ここでミスMUNに選ばれた経験が、その後も英語や国際関係への意識を高く持つことに繋がっています。医学部に入ってから国連英検の特A級を取り、おかげで国際医学生連盟の副代表を務め、国際学会の司会を任されることにもつながりました。

模擬国連の表彰状

部活動はテニス部で、主務を務めました。最後の冬に団体戦優勝したときは、人生で初めてうれし泣きを経験しました。「みんなで目標に向かって頑張る」という経験は今も生きています。

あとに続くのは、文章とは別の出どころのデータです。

use dioxus::prelude::*;

mod camera;
mod components;
mod config;
mod error;
mod models;
mod services;

use components::{HomeScreen, NewReportScreen};
use config::AppConfig;

fn main() {
    init_logging();
    dioxus::launch(App);
}

#[cfg(target_os = "android")]
fn init_logging() {
    android_logger::init_once(
        android_logger::Config::default()
            .with_max_level(log::LevelFilter::Debug)
            .with_tag("civic-report"),
    );
}

#[cfg(not(target_os = "android"))]
fn init_logging() {
    env_logger::Builder::from_env(env_logger::Env::default().default_filter_or("info")).init();
}

/// Screen navigation for the app
#[derive(Clone, PartialEq, Debug)]
pub enum Screen {
    Home,
    NewReport,
}

#[component]
fn App() -> Element {
    use_context_provider(AppConfig::load);
    let mut current_screen = use_signal(|| Screen::Home);

    rsx! {
        div { style: "display: flex; flex-direction: column; height: 100vh; font-family: sans-serif;",
            div { style: "flex: 1; overflow-y: auto;",
                match current_screen() {
                    Screen::Home => rsx! {
                        HomeScreen { on_navigate: move |s| current_screen.set(s) }
                    },
                    Screen::NewReport => rsx! {
                        NewReportScreen { on_navigate: move |s| current_screen.set(s) }
                    },
                }
            }
        }
    }
}
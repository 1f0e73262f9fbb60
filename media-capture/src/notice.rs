//! User-visible notifications emitted by the coordinator.
//!
//! Wording here is the default English text; the UI is free to show its own.

use tokio::sync::mpsc::UnboundedSender;

#[derive(Debug, Clone, PartialEq)]
pub enum Notice {
    CapacityExceeded { accepted: usize, dropped: usize },
    CameraPermissionDenied(String),
    CaptureFailed(String),
    UploadBatchSucceeded { count: usize },
    UploadBatchFailed { count: usize },
    ItemRemoved,
    SubmissionNotReady { pending: usize },
    SubmissionInProgress,
    SubmissionSucceeded,
    SubmissionFailed(String),
}

impl Notice {
    pub fn message(&self) -> String {
        match self {
            Notice::CapacityExceeded { accepted: 0, .. } => {
                format!("Maximum {} photos allowed", crate::models::MAX_ITEMS)
            }
            Notice::CapacityExceeded { accepted, dropped } => format!(
                "Only {} photo(s) added, {} skipped (maximum {})",
                accepted,
                dropped,
                crate::models::MAX_ITEMS
            ),
            Notice::CameraPermissionDenied(_) => {
                "Could not access camera. Please check permissions.".to_string()
            }
            Notice::CaptureFailed(_) => "Failed to capture photo".to_string(),
            Notice::UploadBatchSucceeded { .. } => "Images uploaded successfully".to_string(),
            Notice::UploadBatchFailed { .. } => {
                "Failed to upload some images. Please try again.".to_string()
            }
            Notice::ItemRemoved => "Image removed".to_string(),
            Notice::SubmissionNotReady { .. } => {
                "Please wait until images finish uploading".to_string()
            }
            Notice::SubmissionInProgress => "Creating report...".to_string(),
            Notice::SubmissionSucceeded => "Report created successfully".to_string(),
            Notice::SubmissionFailed(_) => "Failed to create report. Please try again.".to_string(),
        }
    }

    pub fn is_error(&self) -> bool {
        !matches!(
            self,
            Notice::UploadBatchSucceeded { .. }
                | Notice::ItemRemoved
                | Notice::SubmissionInProgress
                | Notice::SubmissionSucceeded
        )
    }
}

/// Sends a notice, ignoring a closed receiver (UI already gone)
pub(crate) fn emit(tx: &UnboundedSender<Notice>, notice: Notice) {
    log::debug!("Notice: {:?}", notice);
    let _ = tx.send(notice);
}

#[cfg(test)]
mod tests {
    use super::*;

    #[test]
    fn test_capacity_message() {
        let full = Notice::CapacityExceeded {
            accepted: 0,
            dropped: 3,
        };
        assert_eq!(full.message(), "Maximum 10 photos allowed");

        let partial = Notice::CapacityExceeded {
            accepted: 2,
            dropped: 1,
        };
        assert!(partial.message().contains("2 photo(s) added"));
        assert!(partial.is_error());
    }

    #[test]
    fn test_success_notices_are_not_errors() {
        assert!(!Notice::SubmissionSucceeded.is_error());
        assert!(!Notice::UploadBatchSucceeded { count: 1 }.is_error());
        assert!(Notice::UploadBatchFailed { count: 1 }.is_error());
    }
}
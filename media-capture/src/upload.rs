//! Remote media store abstraction.
//!
//! The coordinator only needs "one file in, one durable reference out". The
//! HTTP implementation behind the `http` feature talks to an endpoint that
//! accepts a multipart form with a single `file` part and answers with
//! `{ "result": { "secure_url": "..." } }`.

use std::future::Future;

use crate::error::UploadError;
use crate::models::{LocalPayload, RemoteRef};

/// Stores one payload remotely and returns its durable reference
pub trait MediaUploader: Send + Sync {
    fn upload(
        &self,
        payload: LocalPayload,
    ) -> impl Future<Output = Result<RemoteRef, UploadError>> + Send;
}

#[cfg(feature = "http")]
pub use http::{HttpMediaUploader, HttpUploadConfig};

#[cfg(feature = "http")]
mod http {
    use super::*;
    use serde::Deserialize;
    use std::time::Duration;

    /// Configuration for the HTTP upload endpoint
    #[derive(Debug, Clone)]
    pub struct HttpUploadConfig {
        pub server_url: String,
        pub upload_path: String,
        pub timeout_secs: u64,
    }

    impl HttpUploadConfig {
        pub fn endpoint(&self) -> String {
            format!(
                "{}/{}",
                self.server_url.trim_end_matches('/'),
                self.upload_path.trim_start_matches('/')
            )
        }
    }

    impl Default for HttpUploadConfig {
        fn default() -> Self {
            Self {
                server_url: "http://localhost:3000".to_string(),
                upload_path: "api/upload".to_string(),
                timeout_secs: 60,
            }
        }
    }

    #[derive(Debug, Deserialize)]
    struct UploadResponse {
        result: UploadResult,
    }

    #[derive(Debug, Deserialize)]
    struct UploadResult {
        secure_url: String,
    }

    pub struct HttpMediaUploader {
        client: reqwest::Client,
        endpoint: String,
    }

    impl HttpMediaUploader {
        pub fn new(config: &HttpUploadConfig) -> Result<Self, UploadError> {
            let client = reqwest::Client::builder()
                .timeout(Duration::from_secs(config.timeout_secs))
                .connect_timeout(Duration::from_secs(10))
                .user_agent(concat!("media-capture/", env!("CARGO_PKG_VERSION")))
                .build()
                .map_err(|e| UploadError::Network(format!("Client build failed: {}", e)))?;
            Ok(Self {
                client,
                endpoint: config.endpoint(),
            })
        }
    }

    impl MediaUploader for HttpMediaUploader {
        async fn upload(&self, payload: LocalPayload) -> Result<RemoteRef, UploadError> {
            let size = payload.len();
            let part = reqwest::multipart::Part::bytes(payload.bytes.to_vec())
                .file_name(payload.name.clone())
                .mime_str(&payload.mime)
                .map_err(|e| UploadError::Other(format!("Invalid MIME type: {}", e)))?;
            let form = reqwest::multipart::Form::new().part("file", part);

            let response = self
                .client
                .post(&self.endpoint)
                .multipart(form)
                .send()
                .await
                .map_err(|e| UploadError::Network(format!("Request failed: {}", e)))?;

            let status = response.status();
            if !status.is_success() {
                log::error!("Upload of {} rejected: {}", payload.name, status);
                return Err(UploadError::Rejected(status.as_u16()));
            }

            let body = response
                .json::<UploadResponse>()
                .await
                .map_err(|e| UploadError::InvalidResponse(e.to_string()))?;

            if body.result.secure_url.is_empty() {
                return Err(UploadError::InvalidResponse("empty secure_url".to_string()));
            }

            log::info!("Uploaded {} ({} bytes)", payload.name, size);
            Ok(RemoteRef(body.result.secure_url))
        }
    }

}
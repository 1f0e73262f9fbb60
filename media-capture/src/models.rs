use serde::{Deserialize, Serialize};
use std::path::Path;
use std::sync::Arc;
use std::time::Duration;
use uuid::Uuid;

use crate::preview::PreviewHandle;

/// Maximum number of photos one form session can hold
pub const MAX_ITEMS: usize = 10;

/// Stable identity of one logical photo
///
/// Upload completions are matched against this id, never against the
/// position of the item in the registry.
#[derive(Debug, Clone, Copy, PartialEq, Eq, Hash, Serialize, Deserialize)]
pub struct ItemId(Uuid);

impl ItemId {
    pub fn new() -> Self {
        Self(Uuid::new_v4())
    }
}

impl Default for ItemId {
    fn default() -> Self {
        Self::new()
    }
}

impl std::fmt::Display for ItemId {
    fn fmt(&self, f: &mut std::fmt::Formatter<'_>) -> std::fmt::Result {
        write!(f, "{}", self.0)
    }
}

/// Raw photo bytes as captured or selected, not yet stored remotely
#[derive(Debug, Clone, PartialEq)]
pub struct LocalPayload {
    pub name: String,
    pub mime: String,
    pub bytes: Arc<[u8]>,
}

impl LocalPayload {
    pub fn new(name: impl Into<String>, mime: impl Into<String>, bytes: Vec<u8>) -> Self {
        Self {
            name: name.into(),
            mime: mime.into(),
            bytes: bytes.into(),
        }
    }

    /// Reads a picked file from disk, guessing the MIME type from its extension
    pub fn from_path(path: &Path) -> std::io::Result<Self> {
        let bytes = std::fs::read(path)?;
        let name = path
            .file_name()
            .and_then(|n| n.to_str())
            .unwrap_or("photo.jpg")
            .to_string();
        Ok(Self::new(name, guess_mime_from_ext(path), bytes))
    }

    pub fn len(&self) -> usize {
        self.bytes.len()
    }

    pub fn is_empty(&self) -> bool {
        self.bytes.is_empty()
    }
}

/// Simple MIME type lookup based on the file extension
pub fn guess_mime_from_ext(path: &Path) -> &'static str {
    match path
        .extension()
        .and_then(|e| e.to_str())
        .map(|s| s.to_ascii_lowercase())
        .as_deref()
    {
        Some("jpg") | Some("jpeg") => "image/jpeg",
        Some("png") => "image/png",
        Some("webp") => "image/webp",
        Some("gif") => "image/gif",
        Some("bmp") => "image/bmp",
        Some("heic") | Some("heif") => "image/heic",
        _ => "image/jpeg",
    }
}

/// Durable reference returned by the remote media store
#[derive(Debug, Clone, PartialEq, Eq, Serialize, Deserialize)]
pub struct RemoteRef(pub String);

impl RemoteRef {
    pub fn as_str(&self) -> &str {
        &self.0
    }
}

impl std::fmt::Display for RemoteRef {
    fn fmt(&self, f: &mut std::fmt::Formatter<'_>) -> std::fmt::Result {
        f.write_str(&self.0)
    }
}

/// One logical photo: local bytes, preview handle and (once uploaded) the
/// remote reference, kept together so they can only ever move as a unit
#[derive(Debug)]
pub struct MediaItem {
    pub id: ItemId,
    pub payload: LocalPayload,
    pub(crate) preview: PreviewHandle,
    pub remote: Option<RemoteRef>,
}

impl MediaItem {
    pub fn is_pending(&self) -> bool {
        self.remote.is_none()
    }
}

/// Render-ready copy of one registry entry for the UI
#[derive(Debug, Clone, PartialEq)]
pub struct ItemView {
    pub id: ItemId,
    pub preview_src: String,
    pub uploaded: bool,
}

/// Which sensor the camera should prefer
#[derive(Debug, Clone, Copy, PartialEq, Eq, Serialize, Deserialize)]
#[serde(rename_all = "lowercase")]
pub enum Facing {
    /// Outward facing sensor ("environment")
    Environment,
    User,
}

/// Settings for one camera capture attempt
#[derive(Debug, Clone, PartialEq, Serialize, Deserialize)]
#[serde(default)]
pub struct CaptureConfig {
    pub facing: Facing,
    pub audio: bool,
    /// JPEG quality used to encode the captured frame (1-100)
    pub jpeg_quality: u8,
    pub acquire_timeout_secs: u64,
}

impl CaptureConfig {
    pub fn acquire_timeout(&self) -> Duration {
        Duration::from_secs(self.acquire_timeout_secs)
    }
}

impl Default for CaptureConfig {
    fn default() -> Self {
        Self {
            facing: Facing::Environment,
            audio: false,
            jpeg_quality: 95,
            acquire_timeout_secs: 60,
        }
    }
}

大規模調査で行政など多様なバックグラウンドの人と一緒にチームで行う際、それぞれの立場での課題や共通の問題を認め合う姿勢は、テニス部で育んだと感じています。

医学部進学を目指すと決めてからも、テニス部の活動を優先するために塾などには行きませんでした。勉強する時間は限られているのだから、せめて授業中にわからないことはすぐに先生に質問して解決し復習することだけは心がけていました。

先日も大学のSFCキャンパスで講義をする機会があり、久しぶりに高校を訪れたところ、テニス部時代の顧問、河村美陽先生にばったりお会いしてひとしきり盛り上がりました。今でも学校に行くと、当時の自分に戻れるんです。

実は私は高校時代の書類や思い出の記録をずっとファイリングしていて、今回のインタビューで見返しました。どれも私にとっては宝物であり、改めて自分の原点に立ち戻れて、背筋が伸びる思いがします。

1929年に米ロックフェラー財団からの寄付金でつくられた、築およそ100年の歴史的建造物のなかに、公衆衛生学教室がある

在校生へのメッセージ:

何か夢中になれることに一生懸命になってほしいですね、目の前のことを一生懸命やっていると、そのときは点に思えていたものが、線に繋がっていることを、自分自身を振り返って見て思うので。悩んだり躓いたりあると思いますが、情熱を注げることをぜひ継続してほしいと思います。